É à volta de uma mesa de jogo, num casino, que pela primeira vez escutamos uma das frases mais célebres da história do cinema: “Bond... James Bond”... Quem o diz é Sean Connery, o primeiro ator a vestir no cinema a pele do agente secreto 007 que Ian Flemming levara aos livros nos anos 50 e que conhece a sua primeira adaptação ao grande ecrã em 1962 em O Agente Secreto 007 (Dr. No, no original) de Terence Young.
Filme de estreia, Dr. No define algumas ideias, mas não é por aqui que se definem muitas das características da expressão cinematográfica cânone 007 (a primeira Bond song só surge no filme seguinte, e apesar da breve passagem pelo ecrã de figuras secundárias como M e Moneypenny, não há nem Q nem as suas invenções, gadgets sempre úteis mais tarde, em sequências-chave da ação).
Essencialmente centrado na Jamaica (com uma sequência londrina para apresentar James Bond), o filme é narrativamente coisa quase ingénua quando comparado com a complexidade e o sentido de ameaça mais intenso (e global) que encontraremos mais tarde. Bond é enviado a Kingston para resolver o desaparecimento de um agente inglês e, em colaboração com a CIA, desvendar eventuais ligações a ações que estão a afetar o programa espacial americano.

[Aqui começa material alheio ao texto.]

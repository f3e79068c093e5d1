use std::collections::VecDeque;

use parking_lot::Mutex;
use serde::Serialize;

use adr_core::RewardSample;

/// Controller counters
#[derive(Debug, Clone, Default, PartialEq, Eq, Serialize)]
pub struct ControllerStats {
    /// Sessions accepted since start
    pub sessions_opened: u64,
    /// Sessions currently connected
    pub sessions_active: u64,
    /// Observations handed to the dispatcher
    pub observations: u64,
    /// Decisions produced by the policy in time
    pub decisions: u64,
    /// Requests answered with the fallback action
    pub timeouts: u64,
    /// Observations discarded because the device already had a pending request
    pub duplicates: u64,
    /// Frames that could not be parsed or exceeded the size limit
    pub malformed: u64,
    /// Outcomes replaced by a neutral reward
    pub invalid_outcomes: u64,
    /// Updates rejected for an out-of-range action
    pub invalid_actions: u64,
    /// Observations dropped because the registry was full
    pub registry_rejections: u64,
}

impl ControllerStats {
    /// Fraction of answered requests that fell back (0.0 to 1.0)
    pub fn timeout_rate(&self) -> f64 {
        let answered = self.decisions + self.timeouts;
        if answered == 0 {
            return 0.0;
        }
        self.timeouts as f64 / answered as f64
    }
}

/// Counters plus a bounded history of recent reward samples.
pub struct StatsTracker {
    stats: Mutex<ControllerStats>,
    history: Mutex<VecDeque<RewardSample>>,
    history_len: usize,
}

impl StatsTracker {
    pub fn new(history_len: usize) -> Self {
        Self {
            stats: Mutex::new(ControllerStats::default()),
            history: Mutex::new(VecDeque::with_capacity(history_len)),
            history_len,
        }
    }

    pub fn record(&self, f: impl FnOnce(&mut ControllerStats)) {
        f(&mut self.stats.lock());
    }

    pub fn push_sample(&self, sample: RewardSample) {
        if self.history_len == 0 {
            return;
        }
        let mut history = self.history.lock();
        if history.len() == self.history_len {
            history.pop_front();
        }
        history.push_back(sample);
    }

    pub fn snapshot(&self) -> ControllerStats {
        self.stats.lock().clone()
    }

    /// Recent samples, oldest first.
    pub fn history(&self) -> Vec<RewardSample> {
        self.history.lock().iter().cloned().collect()
    }

    /// Mean scalar reward over the retained history.
    pub fn mean_reward(&self) -> Option<f64> {
        let history = self.history.lock();
        if history.is_empty() {
            return None;
        }
        let total: f64 = history.iter().map(|s| s.reward.value).sum();
        Some(total / history.len() as f64)
    }
}

#[cfg(test)]
mod tests {
    use super::*;
    use adr_core::{DeviceId, Outcome, Reward};

    fn sample(value: f64) -> RewardSample {
        RewardSample {
            device: DeviceId::new("ed-1").unwrap(),
            outcome: Outcome::default(),
            reward: Reward::scalar(value),
            neutral: false,
        }
    }

    #[test]
    fn test_history_is_bounded() {
        let tracker = StatsTracker::new(3);
        for v in [1.0, 2.0, 3.0, 4.0] {
            tracker.push_sample(sample(v));
        }
        let values: Vec<f64> = tracker.history().iter().map(|s| s.reward.value).collect();
        assert_eq!(values, vec![2.0, 3.0, 4.0]);
        assert_eq!(tracker.mean_reward(), Some(3.0));
    }

    #[test]
    fn test_zero_history_keeps_nothing() {
        let tracker = StatsTracker::new(0);
        tracker.push_sample(sample(1.0));
        assert!(tracker.history().is_empty());
        assert_eq!(tracker.mean_reward(), None);
    }

    #[test]
    fn test_counters() {
        let tracker = StatsTracker::new(1);
        tracker.record(|s| s.decisions += 3);
        tracker.record(|s| s.timeouts += 1);
        let stats = tracker.snapshot();
        assert_eq!(stats.decisions, 3);
        assert!((stats.timeout_rate() - 0.25).abs() < 1e-12);
        assert_eq!(ControllerStats::default().timeout_rate(), 0.0);
    }
}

Aí encontra sinais de medo que apontam a uma ilha, nela eventualmente encontrando não apenas a primeira ‘Bond girl’ (Ursula Andress), que surge no ecrã a saír da água, numa cena que se fez icónica, e o primeiro vilão. Este é Dr. No, com ascendência chinesa e membro da SPECTRE, uma associação contra a qual Bond voltará a lutar em episódios seguintes.
Apesar das pontuais perseguições de automóvel (uma das imagens de marca 007) e de cenas de ação na ilha “misteriosa”, O Agente Secreto 007 não respira ainda a dinâmica de deixar uma alma a arfar que os filmes da série brevemente encontrariam como seu ritmo de referência. Segue mais de perto os enredos de mistério e espionagem habituais no cinema de então, ensaia expressões de medo e perigo, pisca o olho à ciência e tecnologia como elementos que, nas mãos do mal, podem ser fonte de desgraça. No fundo, e apesar dos quase dez anos de vida que 007 já levava nos livros, ao chegar ao cinema, em 1962, James Bond estava por aqui a tatear o terreno. A semear. A seu tempo faria boa colheita.